Recorded data:
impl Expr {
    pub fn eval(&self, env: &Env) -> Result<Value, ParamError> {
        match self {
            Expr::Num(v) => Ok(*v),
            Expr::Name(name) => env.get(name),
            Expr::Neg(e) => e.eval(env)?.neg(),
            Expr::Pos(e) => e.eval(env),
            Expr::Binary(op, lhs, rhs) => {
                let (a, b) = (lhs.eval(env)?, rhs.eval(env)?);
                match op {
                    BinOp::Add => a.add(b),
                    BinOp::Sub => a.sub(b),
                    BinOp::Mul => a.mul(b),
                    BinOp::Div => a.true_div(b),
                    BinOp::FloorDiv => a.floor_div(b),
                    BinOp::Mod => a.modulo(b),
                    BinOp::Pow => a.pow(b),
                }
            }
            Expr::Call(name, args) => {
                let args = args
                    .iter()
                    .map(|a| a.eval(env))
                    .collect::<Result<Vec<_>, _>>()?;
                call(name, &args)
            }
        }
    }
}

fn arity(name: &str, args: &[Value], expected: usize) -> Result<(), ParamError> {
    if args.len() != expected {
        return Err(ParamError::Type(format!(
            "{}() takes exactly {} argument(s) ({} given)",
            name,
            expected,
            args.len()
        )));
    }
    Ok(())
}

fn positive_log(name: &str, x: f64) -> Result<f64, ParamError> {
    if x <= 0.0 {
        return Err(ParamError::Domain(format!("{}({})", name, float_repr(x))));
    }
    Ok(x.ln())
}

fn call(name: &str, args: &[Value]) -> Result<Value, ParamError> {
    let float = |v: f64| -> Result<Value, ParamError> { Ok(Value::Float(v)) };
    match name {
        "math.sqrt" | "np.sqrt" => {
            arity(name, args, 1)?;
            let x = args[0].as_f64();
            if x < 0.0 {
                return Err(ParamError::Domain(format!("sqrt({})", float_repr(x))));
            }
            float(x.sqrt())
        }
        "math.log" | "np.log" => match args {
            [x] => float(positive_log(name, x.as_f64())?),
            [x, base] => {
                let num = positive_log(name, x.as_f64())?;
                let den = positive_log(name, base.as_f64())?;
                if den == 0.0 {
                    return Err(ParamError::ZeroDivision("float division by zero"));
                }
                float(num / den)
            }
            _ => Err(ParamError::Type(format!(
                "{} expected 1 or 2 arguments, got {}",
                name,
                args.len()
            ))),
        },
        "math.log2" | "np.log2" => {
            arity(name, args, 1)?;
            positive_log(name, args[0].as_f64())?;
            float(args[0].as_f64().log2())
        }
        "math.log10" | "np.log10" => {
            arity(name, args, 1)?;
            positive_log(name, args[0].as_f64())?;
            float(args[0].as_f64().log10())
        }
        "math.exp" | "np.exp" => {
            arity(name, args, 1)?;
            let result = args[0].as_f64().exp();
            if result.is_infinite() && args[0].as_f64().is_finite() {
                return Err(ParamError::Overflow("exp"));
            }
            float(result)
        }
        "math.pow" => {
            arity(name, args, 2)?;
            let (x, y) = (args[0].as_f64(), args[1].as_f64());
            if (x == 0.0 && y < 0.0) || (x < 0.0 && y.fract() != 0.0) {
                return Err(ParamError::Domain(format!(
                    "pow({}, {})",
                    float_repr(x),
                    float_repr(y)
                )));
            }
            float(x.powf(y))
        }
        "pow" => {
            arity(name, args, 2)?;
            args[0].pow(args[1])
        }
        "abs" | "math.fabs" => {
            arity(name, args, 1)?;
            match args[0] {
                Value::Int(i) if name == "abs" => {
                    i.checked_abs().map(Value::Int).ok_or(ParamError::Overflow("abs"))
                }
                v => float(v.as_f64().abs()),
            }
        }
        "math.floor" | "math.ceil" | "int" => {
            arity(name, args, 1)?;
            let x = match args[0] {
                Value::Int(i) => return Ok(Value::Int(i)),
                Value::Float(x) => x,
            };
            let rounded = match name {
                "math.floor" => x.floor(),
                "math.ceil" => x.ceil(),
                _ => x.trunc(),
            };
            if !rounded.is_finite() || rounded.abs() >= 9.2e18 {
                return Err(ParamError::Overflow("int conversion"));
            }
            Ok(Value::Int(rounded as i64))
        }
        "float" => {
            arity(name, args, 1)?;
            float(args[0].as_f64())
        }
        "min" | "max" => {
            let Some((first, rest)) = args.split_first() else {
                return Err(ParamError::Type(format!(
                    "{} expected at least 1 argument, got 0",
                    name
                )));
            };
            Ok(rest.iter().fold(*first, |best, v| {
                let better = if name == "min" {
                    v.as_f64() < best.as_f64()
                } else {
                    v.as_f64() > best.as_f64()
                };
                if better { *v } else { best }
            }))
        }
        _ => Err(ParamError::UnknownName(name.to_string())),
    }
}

### Exercise requirements
Go through the data and gather every line that holds "base".

### Written answer
            [x, base] => {
                let den = positive_log(name, base.as_f64())?;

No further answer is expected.